Visualization of spinal afferent innervation in the mouse colon by AAV8-mediated GFP expression
Article first published online: 18 DEC 2012
© 2012 Blackwell Publishing Ltd
Neurogastroenterology & Motility
Volume 25, Issue 2, pages e89–e100, February 2013
How to Cite
Schuster, D. J., Dykstra, J. A., Riedl, M. S., Kitto, K. F., Honda, C. N., McIvor, R. S., Fairbanks, C. A. and Vulchanova, L. (2013), Visualization of spinal afferent innervation in the mouse colon by AAV8-mediated GFP expression. Neurogastroenterology & Motility, 25: e89–e100. doi: 10.1111/nmo.12057
- Issue published online: 22 JAN 2013
- Article first published online: 18 DEC 2012
- Received: 24 August 2012 Accepted for publication: 7 November 2012
Background Primary afferent neurons whose cell bodies reside in thoracolumbar and lumbosacral dorsal root ganglia (DRG) innervate colon and transmit sensory signals from colon to spinal cord under normal conditions and conditions of visceral hypersensitivity. Histologically, these extrinsic afferents cannot be differentiated from intrinsic fibers of enteric neurons because all known markers label neurons of both populations. Adeno-associated virus (AAV) vectors are capable of transducing DRG neurons after intrathecal administration. We hypothesized that AAV-driven overexpression of green fluorescent protein (GFP) in DRG would enable visualization of extrinsic spinal afferents in colon separately from enteric neurons.

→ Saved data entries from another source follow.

use std::sync::Arc;

use anyhow::Result;
use matchscout::{
    config::Config,
    delivery::Notifier,
    dispatcher::{DispatchConfig, Dispatcher},
    fetcher::HttpFetcher,
    health,
};
use tokio_util::sync::CancellationToken;
use tracing::{error, info};
use tracing_subscriber::EnvFilter;

#[tokio::main]
async fn main() -> Result<()> {
    init_tracing();

    let config = Config::from_env()?;

    let fetcher = Arc::new(HttpFetcher::new(
        config.user_agent(),
        config.fetch_timeout(),
    )?);
    let notifier = Arc::new(Notifier::from_config(config.telegram())?);
    info!(
        "Delivery {}",
        if notifier.is_enabled() {
            "enabled"
        } else {
            "disabled"
        }
    );

    let dispatcher = Arc::new(Dispatcher::new(
        DispatchConfig::from(&config),
        fetcher,
        notifier,
    ));

    let shutdown = CancellationToken::new();
    let signal_token = shutdown.clone();
    tokio::spawn(async move {
        if let Err(e) = tokio::signal::ctrl_c().await {
            error!("Failed to listen for shutdown signal: {}", e);
            return;
        }
        info!("Shutdown signal received");
        signal_token.cancel();
    });

    let listener = health::bind(config.bind_addr()).await?;
    let server_token = shutdown.clone();
    let server = tokio::spawn(async move {
        let result = health::serve(listener, server_token.clone()).await;
        if let Err(e) = &result {
            error!("Liveness server failed: {:#}", e);
            server_token.cancel();
        }
        result
    });

    dispatcher.run(shutdown.clone()).await;

    // the dispatcher only returns once cancelled, but make sure the server follows
    shutdown.cancel();
    let served = match server.await {
        Ok(result) => result,
        Err(e) => Err(e.into()),
    };

    info!("Shutting down");
    served
}

fn init_tracing() {
    let filter = EnvFilter::try_from_default_env().unwrap_or_else(|_| EnvFilter::new("info"));
    let json = std::env::var("LOG_FORMAT").is_ok_and(|v| v.eq_ignore_ascii_case("json"));

    if json {
        tracing_subscriber::fmt()
            .json()
            .with_env_filter(filter)
            .init();
    } else {
        tracing_subscriber::fmt().with_env_filter(filter).init();
    }
}
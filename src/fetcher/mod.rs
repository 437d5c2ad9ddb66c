pub mod client;
pub mod errors;
pub mod pipeline;
pub mod types;

pub use client::{HttpFetcher, PageSource};
pub use errors::FetchError;
pub use types::{Charset, PageResponse};

#[cfg(test)]
pub use client::MockPageSource;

Methods Recombinant AAV serotype 8 (rAAV8) vector carrying the GFP gene was delivered via direct lumbar puncture. Green fluorescent protein labeling in DRG and colon was examined using immunohistochemistry.
Key Results Analysis of colon from rAAV8-GFP-treated mice demonstrated GFP-immunoreactivity (GFP-ir) within mesenteric nerves, smooth muscle layers, myenteric plexus, submucosa, and mucosa, but not in cell bodies of enteric neurons. Notably, GFP-ir colocalized with CGRP and TRPV1 in mucosa, myenteric plexus, and globular-like clusters surrounding nuclei within myenteric ganglia. In addition, GFP-positive fibers were observed in close association with blood vessels of mucosa and submucosa. Analysis of GFP-ir in thoracolumbar and lumbosacral DRG revealed that levels of expression in colon and L6 DRG appeared to be related.
Conclusions & Inferences These results demonstrate the feasibility of gene transfer to mouse colonic spinal sensory neurons using intrathecal delivery of AAV vectors and the utility of this approach for histological analysis of spinal afferent nerve fibers within colon.